Sendo a poesia o lugar literário por excelência do paradoxo, não seria ela o meio
mais apropriado para o embate da conversão? Como veremos nesta seção, o processo da
conversão apóia-se na premissa de que o homem é um ser ambivalente e que dentro dele
habitam vontades conflitantes. Quando ele decide converter-se, essa ambigüidade explode,
pois a força do hábito passa a oferecer toda a resistência para que o “homem velho” não
deixe de existir, cedendo lugar ao “homem novo”. Portanto, exprimindo na poesia essa luta
interior, o poeta consegue delinear com profundidade e beleza esse fenômeno.
Dando prosseguimento a esse raciocínio, começam a se esclarecer as razões pelas
quais Eliot escolhe a poesia para falar da conversão, especialmente à luz de alguns de seus
ensaios críticos.
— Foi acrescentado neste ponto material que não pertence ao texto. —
use std::fmt;

use ndarray::{Array2, Array3, ArrayView2, ArrayView3, Axis};

use super::error::ModelError;

/// Turns one `(height, width, channels)` image into a flat feature vector.
///
/// Implementations must be deterministic and must produce the same number of
/// features for images of the same shape; the pipeline checks the latter.
pub trait FeatureExtractor: fmt::Debug + Send + Sync {
    /// Short name used in logs and [`super::ModelInfo`].
    fn name(&self) -> &'static str;

    fn extract(&self, image: ArrayView3<f32>) -> Result<Vec<f32>, ModelError>;
}

// Compile-time verification of thread-safety
const _: () = {
    fn assert_send_sync<T: Send + Sync>() {}
    fn verify_thread_safety() {
        assert_send_sync::<FeaturePipeline>();
    }
};

fn channels<'a, 'b>(image: &'b ArrayView3<'a, f32>) -> impl Iterator<Item = ArrayView2<'b, f32>> + 'b {
    image.axis_iter(Axis(2))
}

/// Per-channel intensity histogram over `[0, 1]`.
///
/// Channels whose maximum exceeds 1 are assumed to be 8-bit and are scaled by
/// 1/255 first. Each channel histogram is normalized to sum to one.
#[derive(Debug, Clone, PartialEq)]
pub struct ColorHistogram {
    pub bins: usize,
}

impl FeatureExtractor for ColorHistogram {
    fn name(&self) -> &'static str {
        "color_histogram"
    }

    fn extract(&self, image: ArrayView3<f32>) -> Result<Vec<f32>, ModelError> {
        if self.bins == 0 {
            return Err(ModelError::ValidationError("Histogram needs at least one bin".into()));
        }
        let mut features = Vec::with_capacity(self.bins * image.len_of(Axis(2)));
        for channel in channels(&image) {
            let max = channel.iter().cloned().fold(f32::NEG_INFINITY, f32::max);
            let scale = if max > 1.0 { 1.0 / 255.0 } else { 1.0 };

            let mut hist = vec![0f32; self.bins];
            for &value in channel.iter() {
                let x = value * scale;
                // NaN fails both comparisons and is dropped here too.
                if !(0.0..=1.0).contains(&x) {
                    continue;
                }
                let idx = ((x * self.bins as f32) as usize).min(self.bins - 1);
                hist[idx] += 1.0;
            }

            let total: f32 = hist.iter().sum::<f32>() + 1e-8;
            features.extend(hist.into_iter().map(|count| count / total));
        }
        Ok(features)
    }
}

/// Seven summary statistics per channel: mean, standard deviation, min, max,
/// median, 25th and 75th percentile.
#[derive(Debug, Clone, Default, PartialEq)]
pub struct ChannelStatistics;

impl ChannelStatistics {
    /// Percentile of sorted data with linear interpolation between ranks.
    pub(crate) fn percentile(sorted: &[f32], q: f64) -> f32 {
        if sorted.is_empty() {
            return 0.0;
        }
        let pos = q * (sorted.len() - 1) as f64;
        let lo = pos.floor() as usize;
        let hi = pos.ceil() as usize;
        let frac = (pos - lo as f64) as f32;
        sorted[lo] + (sorted[hi] - sorted[lo]) * frac
    }
}

impl FeatureExtractor for ChannelStatistics {
    fn name(&self) -> &'static str {
        "channel_statistics"
    }

    fn extract(&self, image: ArrayView3<f32>) -> Result<Vec<f32>, ModelError> {
        let mut features = Vec::with_capacity(7 * image.len_of(Axis(2)));
        for channel in channels(&image) {
            if channel.is_empty() {
                return Err(ModelError::FeatureError("Cannot compute statistics of an empty image".into()));
            }
            let mut values: Vec<f32> = channel.iter().cloned().collect();
            values.sort_by(|a, b| a.partial_cmp(b).unwrap_or(std::cmp::Ordering::Equal));

            let n = values.len() as f64;
            let mean = values.iter().map(|&v| v as f64).sum::<f64>() / n;
            let variance = values.iter().map(|&v| (v as f64 - mean).powi(2)).sum::<f64>() / n;

            features.extend([
                mean as f32,
                variance.sqrt() as f32,
                values[0],
                values[values.len() - 1],
                Self::percentile(&values, 0.5),
                Self::percentile(&values, 0.25),
                Self::percentile(&values, 0.75),
            ]);
        }
        Ok(features)
    }
}

/// Block-mean downsampling to a fixed `height x width` grid, flattened
/// row-major with channels innermost.
///
/// Images smaller than the grid are cropped to the top-left corner instead.
#[derive(Debug, Clone, PartialEq)]
pub struct Downsample {
    pub height: usize,
    pub width: usize,
}

impl FeatureExtractor for Downsample {
    fn name(&self) -> &'static str {
        "downsample"
    }

    fn extract(&self, image: ArrayView3<f32>) -> Result<Vec<f32>, ModelError> {
        let (h, w, c) = image.dim();
        let block_h = h / self.height.max(1);
        let block_w = w / self.width.max(1);

        if block_h == 0 || block_w == 0 {
            let crop = image.slice(ndarray::s![..self.height.min(h), ..self.width.min(w), ..]);
            return Ok(crop.iter().cloned().collect());
        }

        let mut out = Array3::<f32>::zeros((self.height, self.width, c));
        let area = (block_h * block_w) as f32;
        for i in 0..self.height {
            for j in 0..self.width {
                let block = image.slice(ndarray::s![
                    i * block_h..(i + 1) * block_h,
                    j * block_w..(j + 1) * block_w,
                    ..
                ]);
                for ch in 0..c {
                    out[[i, j, ch]] = block.index_axis(Axis(2), ch).sum() / area;
                }
            }
        }
        Ok(out.iter().cloned().collect())
    }
}

/// Ordered concatenation of feature extractors.
#[derive(Debug, Default)]
pub struct FeaturePipeline {
    extractors: Vec<Box<dyn FeatureExtractor>>,
}

impl FeaturePipeline {
    pub fn new() -> Self {
        Self::default()
    }

    pub fn with(mut self, extractor: impl FeatureExtractor + 'static) -> Self {
        self.extractors.push(Box::new(extractor));
        self
    }

    pub fn push(&mut self, extractor: Box<dyn FeatureExtractor>) {
        self.extractors.push(extractor);
    }

    pub fn is_empty(&self) -> bool {
        self.extractors.is_empty()
    }

    pub fn names(&self) -> Vec<&'static str> {
        self.extractors.iter().map(|e| e.name()).collect()
    }

    pub fn extract(&self, image: ArrayView3<f32>) -> Result<Vec<f32>, ModelError> {
        let mut features = Vec::new();
        for extractor in &self.extractors {
            features.extend(extractor.extract(image)?);
        }
        Ok(features)
    }

    /// Extracts features for every image into a `(samples, features)` matrix.
    ///
    /// # Errors
    /// - `ValidationError` if the pipeline is empty or images yield different widths
    /// - Any error from the individual extractors
    pub fn extract_batch(&self, images: &[Array3<f32>]) -> Result<Array2<f32>, ModelError> {
        if self.extractors.is_empty() {
            return Err(ModelError::ValidationError("Feature pipeline has no extractors".into()));
        }
        let mut width = None;
        let mut flat = Vec::new();
        for (i, image) in images.iter().enumerate() {
            let features = self.extract(image.view())?;
            match width {
                None => width = Some(features.len()),
                Some(w) if w != features.len() => {
                    return Err(ModelError::ValidationError(format!(
                        "Sample {} produced {} features, expected {} (images must share a shape)",
                        i,
                        features.len(),
                        w
                    )));
                }
                Some(_) => {}
            }
            flat.extend(features);
        }
        let width = width.unwrap_or(0);
        Array2::from_shape_vec((images.len(), width), flat)
            .map_err(|e| ModelError::FeatureError(format!("Failed to assemble feature matrix: {}", e)))
    }
}

#[cfg(test)]
mod tests {
    use super::*;
    use ndarray::Array3;

    fn ramp(h: usize, w: usize, c: usize) -> Array3<f32> {
        Array3::from_shape_fn((h, w, c), |(i, j, k)| (i * w * c + j * c + k) as f32)
    }

    #[test]
    fn test_channels_follow_last_axis() {
        let image = Array3::from_shape_fn((2, 3, 4), |(_, _, c)| c as f32);
        let view = image.view();
        let sums: Vec<f32> = channels(&view).map(|channel| channel.sum()).collect();
        assert_eq!(sums, vec![0.0, 6.0, 12.0, 18.0]);
        assert!(channels(&view).all(|channel| channel.dim() == (2, 3)));
    }

    #[test]
    fn test_histogram_sums_to_one_per_channel() {
        let image = ramp(8, 8, 3);
        let features = ColorHistogram { bins: 4 }.extract(image.view()).unwrap();
        assert_eq!(features.len(), 12);
        for chunk in features.chunks(4) {
            assert!((chunk.iter().sum::<f32>() - 1.0).abs() < 1e-5);
        }
    }

    #[test]
    fn test_histogram_unit_range_values() {
        let image = Array3::from_shape_vec((1, 4, 1), vec![0.0, 0.3, 0.6, 1.0]).unwrap();
        let features = ColorHistogram { bins: 2 }.extract(image.view()).unwrap();
        assert!((features[0] - 0.5).abs() < 1e-6);
        assert!((features[1] - 0.5).abs() < 1e-6);
    }

    #[test]
    fn test_statistics() {
        let image = Array3::from_shape_vec((1, 5, 1), vec![5.0, 1.0, 3.0, 2.0, 4.0]).unwrap();
        let features = ChannelStatistics.extract(image.view()).unwrap();
        assert_eq!(features.len(), 7);
        assert!((features[0] - 3.0).abs() < 1e-6); // mean
        assert!((features[1] - 2f32.sqrt()).abs() < 1e-6); // std
        assert_eq!(features[2], 1.0);
        assert_eq!(features[3], 5.0);
        assert_eq!(features[4], 3.0);
        assert_eq!(features[5], 2.0);
        assert_eq!(features[6], 4.0);
    }

    #[test]
    fn test_percentile_interpolates() {
        assert_eq!(ChannelStatistics::percentile(&[1.0, 2.0, 3.0, 4.0], 0.5), 2.5);
        assert_eq!(ChannelStatistics::percentile(&[], 0.5), 0.0);
    }

    #[test]
    fn test_downsample_block_mean() {
        let image = Array3::from_shape_vec((2, 2, 1), vec![1.0, 3.0, 5.0, 7.0]).unwrap();
        let features = Downsample { height: 1, width: 1 }.extract(image.view()).unwrap();
        assert_eq!(features, vec![4.0]);

        let image = ramp(32, 32, 3);
        let features = Downsample { height: 16, width: 16 }.extract(image.view()).unwrap();
        assert_eq!(features.len(), 16 * 16 * 3);
    }

    #[test]
    fn test_downsample_small_image_crops() {
        let image = ramp(3, 3, 1);
        let features = Downsample { height: 16, width: 16 }.extract(image.view()).unwrap();
        assert_eq!(features.len(), 9);
    }

    #[test]
    fn test_pipeline_rejects_mixed_shapes() {
        let pipeline = FeaturePipeline::new().with(Downsample { height: 4, width: 4 });
        let images = vec![ramp(8, 8, 1), ramp(2, 2, 1)];
        let result = pipeline.extract_batch(&images);
        assert!(matches!(result, Err(ModelError::ValidationError(_))));
    }

    #[test]
    fn test_pipeline_concatenates() {
        let pipeline = FeaturePipeline::new()
            .with(ColorHistogram { bins: 8 })
            .with(ChannelStatistics);
        let matrix = pipeline.extract_batch(&[ramp(4, 4, 3), ramp(4, 4, 3)]).unwrap();
        assert_eq!(matrix.dim(), (2, 8 * 3 + 7 * 3));
        assert_eq!(pipeline.names(), vec!["color_histogram", "channel_statistics"]);
    }
}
Um de seus mais influentes textos, “The Metaphysical Poets”, de 1921,
expõe a capacidade do poeta para condensar realidades dessemelhantes :
Quando a mente de um poeta está perfeitamente equipada para seu trabalho, ela
está constantemente amalgamando experiências díspares; a experiência do homem
comum é caótica, irregular, fragmentária. Ele se apaixona, ou lê Spinoza, e essas
duas experiências nada têm de semelhante entre elas, ou com o barulho de uma
máquina de escrever ou o cheiro da comida sendo preparada; na mente do poeta
essas experiências estão sempre formando novos conjuntos.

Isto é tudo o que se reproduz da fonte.